Sherrie Flick

Flash Fiction Workshop

Sherrie Flick is the author of a novel, an essay collection, and four volumes of flash fiction: I Call This Flirting; Whiskey, Etc.; Thank Your Lucky Stars; and most recently I Have Not Considered Consequences. Her work has appeared in many journals and in the anthologies Flash Fiction Forward, New Sudden Fiction, and New Micro. She served as co-editor for the 2023 Norton anthology Flash Fiction America, was series editor for The Best Small Fictions 2018, and is a senior editor at SmokeLong Quarterly.

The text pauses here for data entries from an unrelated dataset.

//! Type-erased handler services.
//!
//! Command and event handlers are stored as [`BoxCloneSyncService`]s so that
//! compiled-in functions, manifest actions and closures all share one shape,
//! and so that tower layers (such as a timeout) can wrap any of them.

use std::future::Future;
use std::time::Duration;

use futures::future::BoxFuture;
use hamlet_core::BoxError;
use tower::timeout::Timeout;
use tower::util::BoxCloneSyncService;
use tower::{ServiceExt, service_fn};

use crate::command::CommandContext;
use crate::event::EventArgs;

/// What every handler returns.
pub type HandlerResult = Result<(), BoxError>;

/// Erased handler for slash commands.
pub type CommandService = BoxCloneSyncService<CommandContext, (), BoxError>;

/// Erased handler for gateway events.
pub type EventService = BoxCloneSyncService<EventArgs, (), BoxError>;

/// Function pointer shape used by compiled-in command handlers.
pub type CommandFn = fn(CommandContext) -> BoxFuture<'static, HandlerResult>;

/// Function pointer shape used by compiled-in event handlers.
pub type EventFn = fn(EventArgs) -> BoxFuture<'static, HandlerResult>;

/// Wraps an async closure as a [`CommandService`].
pub fn command_service<F, Fut>(f: F) -> CommandService
where
    F: Fn(CommandContext) -> Fut + Clone + Send + Sync + 'static,
    Fut: Future<Output = HandlerResult> + Send + 'static,
{
    BoxCloneSyncService::new(service_fn(f))
}

/// Wraps an async closure as an [`EventService`].
pub fn event_service<F, Fut>(f: F) -> EventService
where
    F: Fn(EventArgs) -> Fut + Clone + Send + Sync + 'static,
    Fut: Future<Output = HandlerResult> + Send + 'static,
{
    BoxCloneSyncService::new(service_fn(f))
}

/// Applies an optional deadline to a handler.
///
/// A handler that runs past the deadline fails with tower's `Elapsed` error.
pub fn with_timeout<R>(
    service: BoxCloneSyncService<R, (), BoxError>,
    timeout: Option<Duration>,
) -> BoxCloneSyncService<R, (), BoxError>
where
    R: Send + 'static,
{
    match timeout {
        Some(limit) => BoxCloneSyncService::new(Timeout::new(service, limit)),
        None => service,
    }
}

/// Runs a handler service once.
pub(crate) async fn call<R>(
    service: &BoxCloneSyncService<R, (), BoxError>,
    request: R,
) -> HandlerResult
where
    R: Send + 'static,
{
    service.clone().oneshot(request).await
}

Sherrie’s debut essay collection Homing: Instincts of a Rustbelt Feminist includes the essay “All in the Family: Waldo and His Ghosts,” which was listed as notable in The Best American Essays 2023. In 2025 she was the McGee Distinguished Professor in Creative Writing at Davidson College, and she recently joined the fiction faculty for West Virginia Wesleyan’s low-res MFA program. She lives in Pittsburgh, where she is an active member of Shiftworks + Public Art Creative Corps.

Visit Sherrie’s website.


Course Description

Exploring Flash Fiction

Flash fiction stories can be elusive, under 1,000 words and yet they bubble and grow in a reader’s brain. During this week’s session we’ll work to get a handle on flash by exploring a different craft element each day, its connection to and purpose in these short-short stories. We’ll make our way through dialogue, setting, voice, point of view, and characterization, closely examining published stories to see how these elements tick in such compressed worlds. We’ll also dive into sentence structure, because word choice and rhythm are at the heart of this form. The week will consist of guided writing prompts, discussion, read-aloud peer workshops, and a group workshop of 1-2 stories each. You should have 5-6 stories drafted and a few workshopped by the end of it all. We’ll have fun while taking this experimental form for a ride. This class is great for writers both new to and familiar with flash fiction.